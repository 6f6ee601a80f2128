use crate::stats::mailbox_stats;
use crate::unsubscribe::unsubscribe;
use crate::{
    ArchivePolicy, AutomationScheduler, CleanupExecutor, EngineError, ProgressTracker,
    RemoteConnector, SyncCoordinator, SyncSettings, UnsubscribeOutcome, UserLocks,
};
use std::sync::Arc;
use sweep_config::AppConfig;
use sweep_core::{MailboxStats, SyncProgress};
use sweep_storage::MailStore;

/// The sync, cleanup and scheduling services wired over one store, sharing
/// per-user locks and progress.
#[derive(Clone)]
pub struct SweepEngine {
    store: Arc<dyn MailStore>,
    connector: Arc<dyn RemoteConnector>,
    sync: SyncCoordinator,
    cleanup: CleanupExecutor,
    scheduler: AutomationScheduler,
}

impl SweepEngine {
    pub fn new(
        config: &AppConfig,
        store: Arc<dyn MailStore>,
        connector: Arc<dyn RemoteConnector>,
    ) -> Result<Self, EngineError> {
        let timezone = config
            .scheduler
            .reference_timezone()
            .map_err(|err| EngineError::InvalidSchedule(err.to_string()))?;

        let locks = UserLocks::new();
        let progress = ProgressTracker::new();

        let sync = SyncCoordinator::new(
            store.clone(),
            connector.clone(),
            progress,
            locks.clone(),
            SyncSettings::from_config(&config.sync),
        );
        let cleanup = CleanupExecutor::new(
            store.clone(),
            connector.clone(),
            locks,
            ArchivePolicy::from_config(&config.sync),
        );
        let scheduler = AutomationScheduler::new(
            store.clone(),
            sync.clone(),
            cleanup.clone(),
            timezone,
            config.scheduler.tick(),
        );

        Ok(Self {
            store,
            connector,
            sync,
            cleanup,
            scheduler,
        })
    }

    pub fn store(&self) -> &Arc<dyn MailStore> {
        &self.store
    }

    pub fn sync(&self) -> &SyncCoordinator {
        &self.sync
    }

    pub fn cleanup(&self) -> &CleanupExecutor {
        &self.cleanup
    }

    pub fn scheduler(&self) -> &AutomationScheduler {
        &self.scheduler
    }

    pub fn progress(&self, user_id: &str) -> Option<SyncProgress> {
        self.sync.progress(user_id)
    }

    pub async fn stats(&self, user_id: &str) -> Result<MailboxStats, EngineError> {
        let remote = self.connector.connect(user_id).await?;
        Ok(mailbox_stats(self.store.as_ref(), remote.as_ref(), user_id).await)
    }

    /// Acts on a message's `List-Unsubscribe` header for `user_id`.
    pub async fn unsubscribe(
        &self,
        user_id: &str,
        header: &str,
    ) -> Result<UnsubscribeOutcome, EngineError> {
        let remote = self.connector.connect(user_id).await?;
        unsubscribe(remote.as_ref(), user_id, header).await
    }
}
impl Storage {
    pub async fn connect(db_path: &Path, max_connections: u32) -> Result<Self, StorageError> {
        if let Some(parent) = db_path.parent() {
            std::fs::create_dir_all(parent)?;
        }

        let db_url = format!("sqlite://{}", db_path.to_string_lossy());
        let options = SqliteConnectOptions::from_str(&db_url)?
            .create_if_missing(true)
            .foreign_keys(true)
            .journal_mode(sqlx::sqlite::SqliteJournalMode::Wal)
            .synchronous(sqlx::sqlite::SqliteSynchronous::Normal)
            .busy_timeout(std::time::Duration::from_secs(30))
            .pragma("temp_store", "memory");

        let pool = SqlitePoolOptions::new()
            .max_connections(max_connections.max(1))
            .connect_with(options)
            .await?;

        sqlx::migrate!("./migrations").run(&pool).await?;
        tracing::info!(path = %db_path.display(), "opened mailbox store");

        Ok(Self { pool })
    }

    /// Single-connection in-memory database. The connection is never
    /// recycled, otherwise the data would vanish with it.
    pub async fn connect_in_memory() -> Result<Self, StorageError> {
        let options = SqliteConnectOptions::from_str("sqlite::memory:")?.foreign_keys(true);
        let pool = SqlitePoolOptions::new()
            .max_connections(1)
            .min_connections(1)
            .idle_timeout(None)
            .max_lifetime(None)
            .connect_with(options)
            .await?;

        sqlx::migrate!("./migrations").run(&pool).await?;

        Ok(Self { pool })
    }

    pub fn pool(&self) -> &SqlitePool {
        &self.pool
    }

    fn row_to_message(row: SqliteRow) -> Result<CachedMessage, StorageError> {
        let date_raw: String = row.try_get("date")?;
        let created_raw: String = row.try_get("created_at")?;
        let updated_raw: String = row.try_get("updated_at")?;

        Ok(CachedMessage {
            id: row.try_get("id")?,
            user_id: row.try_get("user_id")?,
            sender: row.try_get("sender")?,
            subject: row.try_get("subject")?,
            snippet: row.try_get("snippet")?,
            date: parse_datetime(&date_raw, "messages.date")?,
            read: row.try_get::<i64, _>("read")? != 0,
            was_in_inbox: row.try_get::<i64, _>("was_in_inbox")? != 0,
            created_at: parse_datetime(&created_raw, "messages.created_at")?,
            updated_at: parse_datetime(&updated_raw, "messages.updated_at")?,
        })
    }

    fn row_to_rule(row: SqliteRow) -> Result<Rule, StorageError> {
        let id_raw: String = row.try_get("id")?;
        let kind_raw: String = row.try_get("kind")?;
        let action_raw: String = row.try_get("action")?;
        let created_raw: String = row.try_get("created_at")?;
        let updated_raw: String = row.try_get("updated_at")?;

        Ok(Rule {
            id: parse_uuid(&id_raw, "rules.id")?,
            user_id: row.try_get("user_id")?,
            kind: kind_raw.into(),
            value: row.try_get("value")?,
            action: RuleAction::from_str(&action_raw)
                .map_err(|err| StorageError::Data(format!("invalid rules.action: {err}")))?,
            age_days: row.try_get::<i64, _>("age_days")? as i32,
            position: row.try_get::<i64, _>("position")? as i32,
            created_at: parse_datetime(&created_raw, "rules.created_at")?,
            updated_at: parse_datetime(&updated_raw, "rules.updated_at")?,
        })
    }

    fn row_to_history(row: SqliteRow) -> Result<CleaningHistoryRecord, StorageError> {
        let id_raw: String = row.try_get("id")?;
        let timestamp_raw: String = row.try_get("timestamp")?;
        let affected_raw: String = row.try_get("affected_ids_json")?;

        Ok(CleaningHistoryRecord {
            id: parse_uuid(&id_raw, "cleaning_history.id")?,
            user_id: row.try_get("user_id")?,
            timestamp: parse_datetime(&timestamp_raw, "cleaning_history.timestamp")?,
            affected_ids: parse_json(&affected_raw, "cleaning_history.affected_ids_json")?,
        })
    }

    fn row_to_settings(row: SqliteRow) -> Result<UserSettings, StorageError> {
        let frequency_raw: String = row.try_get("frequency")?;
        let time_raw: String = row.try_get("time_of_day")?;
        let created_raw: String = row.try_get("created_at")?;
        let updated_raw: String = row.try_get("updated_at")?;

        Ok(UserSettings {
            user_id: row.try_get("user_id")?,
            automation_enabled: row.try_get::<i64, _>("automation_enabled")? != 0,
            frequency: AutomationFrequency::from_str(&frequency_raw).map_err(|err| {
                StorageError::Data(format!("invalid user_settings.frequency: {err}"))
            })?,
            time_of_day: parse_time_of_day(&time_raw)?,
            history_cursor: row.try_get::<i64, _>("history_cursor")?.max(0) as u64,
            last_fired_slot: row.try_get("last_fired_slot")?,
            created_at: parse_datetime(&created_raw, "user_settings.created_at")?,
            updated_at: parse_datetime(&updated_raw, "user_settings.updated_at")?,
        })
    }

    async fn fetch_rule(&self, user_id: &str, rule_id: Uuid) -> Result<Rule, StorageError> {
        let row = sqlx::query(
            r#"
            SELECT id, user_id, kind, value, action, age_days, position, created_at, updated_at
            FROM rules
            WHERE id = ?1 AND user_id = ?2
            "#,
        )
        .bind(rule_id.to_string())
        .bind(user_id)
        .fetch_optional(&self.pool)
        .await?
        .ok_or_else(|| StorageError::NotFound(format!("rule {rule_id}")))?;

        Self::row_to_rule(row)
    }
}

■ **WHAT IS REQUIRED**
Although the records may continue, retype only the lines from the first one through the one containing "use sweep_storage::MailStore;", exactly as they appear.

■ **WRITTEN SOLUTION**
repository 6f6ee601a80f2128
use crate::stats::mailbox_stats;
use crate::unsubscribe::unsubscribe;
use crate::{
    ArchivePolicy, AutomationScheduler, CleanupExecutor, EngineError, ProgressTracker,
    RemoteConnector, SyncCoordinator, SyncSettings, UnsubscribeOutcome, UserLocks,
};
use std::sync::Arc;
use sweep_config::AppConfig;
use sweep_core::{MailboxStats, SyncProgress};
use sweep_storage::MailStore;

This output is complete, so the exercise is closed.